=== RECORDED INFORMATION ===

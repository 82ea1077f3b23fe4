//! Permission and token store
//!
//! Issues the opaque tokens that authenticate administrative (OTSAPI)
//! callers and binds them to either a live session or a logon record
//! carrying a permission mask. Also evaluates the group allow/deny
//! policy consulted before any logon attempt.

use std::collections::HashMap;
use std::fs;
use std::path::{Path, PathBuf};

use parking_lot::{Mutex, RwLock};
use rand::rngs::OsRng;
use rand::Rng;
use tracing::{debug, warn};

use crate::properties::PropertyStore;
use crate::protocol::TOKEN_FILE_PREFIX;

/// Permission bits (wire-stable WTS values).
pub const PERM_QUERY_INFORMATION: u32 = 0x0000_0001;
pub const PERM_SET_INFORMATION: u32 = 0x0000_0002;
pub const PERM_RESET: u32 = 0x0000_0004;
pub const PERM_VIRTUAL_CHANNEL: u32 = 0x0000_0008;
pub const PERM_REMOTE_CONTROL: u32 = 0x0000_0010;
pub const PERM_LOGON: u32 = 0x0000_0020;
pub const PERM_LOGOFF: u32 = 0x0000_0040;
pub const PERM_MESSAGE: u32 = 0x0000_0080;
pub const PERM_CONNECT: u32 = 0x0000_0100;
pub const PERM_DISCONNECT: u32 = 0x0000_0200;

/// Everything.
pub const PERM_FLAGS_FULL: u32 = 0x0000_03ff;
/// Regular interactive user.
pub const PERM_FLAGS_USER: u32 = PERM_LOGON
    | PERM_QUERY_INFORMATION
    | PERM_MESSAGE
    | PERM_CONNECT
    | PERM_DISCONNECT
    | PERM_LOGOFF;
/// Default level: may log on, nothing else.
pub const PERM_FLAGS_GUEST: u32 = PERM_LOGON;

const TOKEN_LENGTH: usize = 10;
const TOKEN_ALPHABET: &[u8] = b"0123456789ABCDEFGHIJKLMNOPQRSTUVWXYZabcdefghijklmnopqrstuvwxyz";

/// `true` iff every bit of `requested` is present in `granted`.
pub fn check_permission(granted: u32, requested: u32) -> bool {
    (granted & requested) == requested
}

/// Permission record backing a logon token.
#[derive(Debug, Clone, PartialEq, Eq)]
pub struct LogonPermission {
    pub user: String,
    pub domain: String,
    pub mask: u32,
}

/// What a token resolves to.
#[derive(Debug, Clone, PartialEq, Eq)]
pub enum TokenBinding {
    /// The token belongs to a live session (held by id, resolved
    /// through the session store on use).
    Session(u32),
    /// The token was issued to an API client for a user logon.
    Logon(LogonPermission),
}

#[derive(Default)]
struct GroupPolicy {
    /// group name -> allowed (true) / denied (false)
    groups: HashMap<String, bool>,
    unknown_groups_allowed: bool,
}

/// Token issuance and group policy evaluation.
pub struct PermissionStore {
    scratch_dir: PathBuf,
    tokens: Mutex<HashMap<String, TokenBinding>>,
    policy: RwLock<GroupPolicy>,
}

impl PermissionStore {
    /// Create the store and purge stale token files left in the
    /// scratch directory by a previous run.
    pub fn new(scratch_dir: impl Into<PathBuf>) -> Self {
        let store = Self {
            scratch_dir: scratch_dir.into(),
            tokens: Mutex::new(HashMap::new()),
            policy: RwLock::new(GroupPolicy::default()),
        };
        store.purge_token_files();
        store
    }

    pub fn scratch_dir(&self) -> &Path {
        &self.scratch_dir
    }

    /// Random alphanumeric string from the system CSPRNG. Tokens
    /// authenticate administrative access, so `OsRng` is mandatory
    /// here.
    pub fn generate_random(&self, length: usize) -> String {
        let mut rng = OsRng;
        (0..length)
            .map(|_| {
                let idx = rng.gen_range(0..TOKEN_ALPHABET.len());
                TOKEN_ALPHABET[idx] as char
            })
            .collect()
    }

    /// Issue a fresh token bound to `session_id`. Collisions are
    /// re-rolled.
    pub fn register_session(&self, session_id: u32) -> String {
        let mut tokens = self.tokens.lock();
        loop {
            let token = self.generate_random(TOKEN_LENGTH);
            if !tokens.contains_key(&token) {
                tokens.insert(token.clone(), TokenBinding::Session(session_id));
                return token;
            }
        }
    }

    /// Issue a fresh token backed by a logon record.
    pub fn register_logon(&self, user: &str, domain: &str, mask: u32) -> String {
        let mut tokens = self.tokens.lock();
        loop {
            let token = self.generate_random(TOKEN_LENGTH);
            if !tokens.contains_key(&token) {
                tokens.insert(
                    token.clone(),
                    TokenBinding::Logon(LogonPermission {
                        user: user.to_string(),
                        domain: domain.to_string(),
                        mask,
                    }),
                );
                return token;
            }
        }
    }

    /// Drop a token. Used at session teardown and at API logoff.
    pub fn unregister(&self, token: &str) {
        self.tokens.lock().remove(token);
    }

    pub fn binding(&self, token: &str) -> Option<TokenBinding> {
        self.tokens.lock().get(token).cloned()
    }

    /// Remove every `ogon.session.*` file under the scratch dir.
    pub fn purge_token_files(&self) {
        let entries = match fs::read_dir(&self.scratch_dir) {
            Ok(entries) => entries,
            Err(err) => {
                debug!(dir = %self.scratch_dir.display(), %err, "cannot scan scratch dir");
                return;
            }
        };
        for entry in entries.flatten() {
            let name = entry.file_name();
            if name.to_string_lossy().starts_with(TOKEN_FILE_PREFIX) {
                if let Err(err) = fs::remove_file(entry.path()) {
                    warn!(file = %entry.path().display(), %err, "failed to remove stale token file");
                }
            }
        }
    }

    /// Rebuild the group allow/deny policy from
    /// `permission.groups.whiteList` / `permission.groups.blackList`.
    /// A `*` in the white list allows users whose groups are all
    /// unknown; a `*` in the black list revokes that.
    pub fn reload_group_policy(&self, properties: &PropertyStore) {
        let mut policy = GroupPolicy::default();

        if let Some(value) = properties.get_string(None, "permission.groups.whiteList") {
            for name in value.split(';').map(str::trim).filter(|s| !s.is_empty()) {
                if name == "*" {
                    policy.unknown_groups_allowed = true;
                } else {
                    policy.groups.insert(name.to_string(), true);
                }
            }
        }

        if let Some(value) = properties.get_string(None, "permission.groups.blackList") {
            for name in value.split(';').map(str::trim).filter(|s| !s.is_empty()) {
                if name == "*" {
                    policy.unknown_groups_allowed = false;
                } else {
                    policy.groups.insert(name.to_string(), false);
                }
            }
        }

        *self.policy.write() = policy;
    }

    /// Evaluate the group policy over a user's group list. Any denied
    /// group rejects; otherwise any allowed group accepts; otherwise
    /// the unknown-groups default applies.
    pub fn is_logon_allowed(&self, groups: &[String]) -> bool {
        let policy = self.policy.read();
        let mut allowed = false;
        for group in groups {
            match policy.groups.get(group) {
                Some(false) => return false,
                Some(true) => allowed = true,
                None => {}
            }
        }
        if !allowed {
            return policy.unknown_groups_allowed;
        }
        true
    }
}

/// Enumerate the local group names of a user. Blocking; call from a
/// blocking-capable context.
pub fn local_groups(username: &str) -> Vec<String> {
    let Some(user) = uzers::get_user_by_name(username) else {
        return Vec::new();
    };
    uzers::get_user_groups(username, user.primary_group_id())
        .unwrap_or_default()
        .into_iter()
        .filter_map(|g| g.name().to_str().map(str::to_string))
        .collect()
}

#[cfg(test)]
mod tests {
    use super::*;
    use crate::properties::{PropertyLevel, PropertyValue};

    fn store() -> PermissionStore {
        PermissionStore::new(std::env::temp_dir())
    }

    #[test]
    fn tokens_are_unique_and_resolvable() {
        let store = store();
        let t1 = store.register_session(2);
        let t2 = store.register_session(3);
        assert_ne!(t1, t2);
        assert_eq!(t1.len(), 10);
        assert_eq!(store.binding(&t1), Some(TokenBinding::Session(2)));

        store.unregister(&t1);
        assert_eq!(store.binding(&t1), None);
        assert_eq!(store.binding(&t2), Some(TokenBinding::Session(3)));
    }

    #[test]
    fn logon_tokens_carry_mask() {
        let store = store();
        let token = store.register_logon("alice", "DOM", PERM_FLAGS_USER);
        match store.binding(&token) {
            Some(TokenBinding::Logon(perm)) => {
                assert_eq!(perm.user, "alice");
                assert!(check_permission(perm.mask, PERM_DISCONNECT));
                assert!(!check_permission(perm.mask, PERM_REMOTE_CONTROL));
            }
            other => panic!("unexpected binding: {:?}", other),
        }
    }

    #[test]
    fn group_policy_deny_wins() {
        let store = store();
        let props = PropertyStore::new();
        props.set(
            PropertyLevel::Global,
            "permission.groups.whiteList",
            PropertyValue::Text("staff; rdp-users".into()),
        );
        props.set(
            PropertyLevel::Global,
            "permission.groups.blackList",
            PropertyValue::Text("blocked".into()),
        );
        store.reload_group_policy(&props);

        assert!(store.is_logon_allowed(&["staff".into()]));
        assert!(!store.is_logon_allowed(&["staff".into(), "blocked".into()]));
        // unknown groups only, no wildcard
        assert!(!store.is_logon_allowed(&["other".into()]));
    }

    #[test]
    fn wildcard_allows_unknown_groups() {
        let store = store();
        let props = PropertyStore::new();
        props.set(
            PropertyLevel::Global,
            "permission.groups.whiteList",
            PropertyValue::Text("*".into()),
        );
        store.reload_group_policy(&props);
        assert!(store.is_logon_allowed(&["anything".into()]));
        assert!(store.is_logon_allowed(&[]));
    }

    #[test]
    fn permission_check_is_monotone() {
        let mask = PERM_FLAGS_USER;
        let requested = PERM_DISCONNECT | PERM_LOGOFF;
        assert!(check_permission(mask, requested));
        // every subset of a granted mask is granted
        assert!(check_permission(mask, PERM_DISCONNECT));
        assert!(check_permission(mask, 0));
        assert!(!check_permission(PERM_FLAGS_GUEST, requested));
    }
}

===

_WHAT IS REQUIRED:_
Reproduce only the lines above, starting at the line with "store on use)." and ending at the line with "system CSPRNG. Tokens", exactly as written.

_PROBLEM SOLUTION:_
    /// through the session store on use).
    Session(u32),
    /// The token was issued to an API client for a user logon.
    Logon(LogonPermission),
}

#[derive(Default)]
struct GroupPolicy {
    /// group name -> allowed (true) / denied (false)
    groups: HashMap<String, bool>,
    unknown_groups_allowed: bool,
}

/// Token issuance and group policy evaluation.
pub struct PermissionStore {
    scratch_dir: PathBuf,
    tokens: Mutex<HashMap<String, TokenBinding>>,
    policy: RwLock<GroupPolicy>,
}

impl PermissionStore {
    /// Create the store and purge stale token files left in the
    /// scratch directory by a previous run.
    pub fn new(scratch_dir: impl Into<PathBuf>) -> Self {
        let store = Self {
            scratch_dir: scratch_dir.into(),
            tokens: Mutex::new(HashMap::new()),
            policy: RwLock::new(GroupPolicy::default()),
        };
        store.purge_token_files();
        store
    }

    pub fn scratch_dir(&self) -> &Path {
        &self.scratch_dir
    }

    /// Random alphanumeric string from the system CSPRNG. Tokens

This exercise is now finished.